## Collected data
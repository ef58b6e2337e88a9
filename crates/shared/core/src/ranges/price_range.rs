use std::sync::OnceLock;

use rust_decimal::Decimal;
use rust_decimal::prelude::ToPrimitive;

use crate::currency::CurrencyPair;
use crate::registry::{CanonicalValue, Registry, ValueDomain};
use crate::values::{Measure, Price};

/// Pip count domain: 1..=10000 pips
///
/// Partial names are resolved with multipliers 1 and 10. Partial tokens
/// always end their numeric segment with `_`, and `{10n}_PIPS` never starts
/// with `{n}_`, so with this naming only the multiplier 1 ever matches.
/// The x10 branch resolves only in domains whose synthesized names put the
/// scaled measure behind a short prefix.
pub struct Pips;

impl ValueDomain for Pips {
    const NAME: &'static str = "PriceRange";
    const MIN: Measure = 1;
    const MAX: Measure = 10_000;
    const UNIT: &'static str = "PIPS";
    const NAMED: &'static [(Measure, &'static str)] = &[
        (1, "ONE_PIP"),
        (2, "TWO_PIPS"),
        (3, "THREE_PIPS"),
        (4, "FOUR_PIPS"),
        (5, "FIVE_PIPS"),
        (6, "SIX_PIPS"),
    ];
    const PREFIX_MULTIPLIERS: &'static [Measure] = &[1, 10];

    fn registry() -> &'static Registry<Self> {
        static REGISTRY: OnceLock<Registry<Pips>> = OnceLock::new();
        REGISTRY.get_or_init(Registry::new)
    }
}

/// Price range measured in pips (range bars, renko brick sizes)
pub type PriceRange = CanonicalValue<Pips>;

impl CanonicalValue<Pips> {
    pub const ONE_PIP: Self = Self::raw(1);
    pub const TWO_PIPS: Self = Self::raw(2);
    pub const THREE_PIPS: Self = Self::raw(3);
    pub const FOUR_PIPS: Self = Self::raw(4);
    pub const FIVE_PIPS: Self = Self::raw(5);
    pub const SIX_PIPS: Self = Self::raw(6);

    pub fn pips(&self) -> Measure {
        self.measure()
    }

    /// Price distance this range spans on `pair`
    pub fn to_price_delta(&self, pair: &CurrencyPair) -> Price {
        Decimal::from(self.pips()) * pair.pip_size()
    }

    /// Range nearest to a price distance on `pair`
    ///
    /// Returns `None` when the rounded pip count falls outside the domain.
    pub fn from_price_delta(delta: Price, pair: &CurrencyPair) -> Option<Self> {
        let pips = delta.abs().checked_div(pair.pip_size())?.round();
        pips.to_u32().and_then(Self::from_measure)
    }
}
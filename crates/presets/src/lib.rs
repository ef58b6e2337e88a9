//! Hermes Presets
//!
//! Loads persisted strategy presets and resolves their string or integer
//! tokens into canonical Hermes values, the way a strategy host restores
//! configuration saved by its UI.
//!
//! ```ignore
//! use hermes_presets::load_default_config;
//!
//! for preset in load_default_config()?.resolve()? {
//!     println!("{}: {} on {}", preset.id, preset.aggregation, preset.instrument);
//! }
//! ```

pub mod config;
pub mod resolve;

pub use config::{
    AggregationConfig, ConfigError, PresetConfig, PresetConfigFile, Token, load_config,
    load_config_from_str, load_default_config,
};
pub use resolve::{Aggregation, ResolvedPreset, resolve_token};
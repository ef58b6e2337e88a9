use std::collections::HashSet;
use std::path::Path;

use hermes_core::RegistryError;
use log::info;
use thiserror::Error;

use super::types::{PresetConfig, PresetConfigFile};

#[derive(Error, Debug)]
pub enum ConfigError {
    #[error("Failed to read config file: {0}")]
    IoError(#[from] std::io::Error),
    #[error("Failed to parse config: {0}")]
    ParseError(#[from] serde_json::Error),
    #[error("No presets in config")]
    NoPresets,
    #[error("Duplicate preset id: {0}")]
    DuplicatePreset(String),
    #[error("Preset {preset}: invalid instrument: {source}")]
    InvalidInstrument {
        preset: String,
        #[source]
        source: RegistryError,
    },
    #[error("Preset {preset}: {field} '{token}' does not resolve to a {domain}")]
    UnresolvedToken {
        preset: String,
        field: &'static str,
        token: String,
        domain: &'static str,
    },
}

/// Load preset configuration from a JSON file
pub fn load_config<P: AsRef<Path>>(path: P) -> Result<PresetConfigFile, ConfigError> {
    let content = std::fs::read_to_string(path.as_ref())?;
    let config = load_config_from_str(&content)?;
    info!(
        "Loaded {} presets from {}",
        config.presets.len(),
        path.as_ref().display()
    );
    Ok(config)
}

/// Load preset configuration from a JSON string
pub fn load_config_from_str(json: &str) -> Result<PresetConfigFile, ConfigError> {
    let config: PresetConfigFile = serde_json::from_str(json)?;
    Ok(config)
}

/// Load the default embedded presets
pub fn load_default_config() -> Result<PresetConfigFile, ConfigError> {
    let default_config = include_str!("presets.json");
    load_config_from_str(default_config)
}

impl PresetConfigFile {
    /// Get only enabled presets
    pub fn enabled_presets(&self) -> Vec<&PresetConfig> {
        self.presets.iter().filter(|p| p.enabled).collect()
    }

    /// Get a specific preset by ID
    pub fn get_preset(&self, id: &str) -> Option<&PresetConfig> {
        self.presets.iter().find(|p| p.id == id)
    }

    /// Validate the configuration
    pub fn validate(&self) -> Result<(), ConfigError> {
        if self.presets.is_empty() {
            return Err(ConfigError::NoPresets);
        }
        let mut seen = HashSet::new();
        for preset in &self.presets {
            if !seen.insert(preset.id.as_str()) {
                return Err(ConfigError::DuplicatePreset(preset.id.clone()));
            }
        }
        Ok(())
    }
}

## What you need to do
Search the records above for the string "path" and copy each line that holds it.

## Written solution
use std::path::Path;
pub fn load_config<P: AsRef<Path>>(path: P) -> Result<PresetConfigFile, ConfigError> {
    let content = std::fs::read_to_string(path.as_ref())?;
        path.as_ref().display()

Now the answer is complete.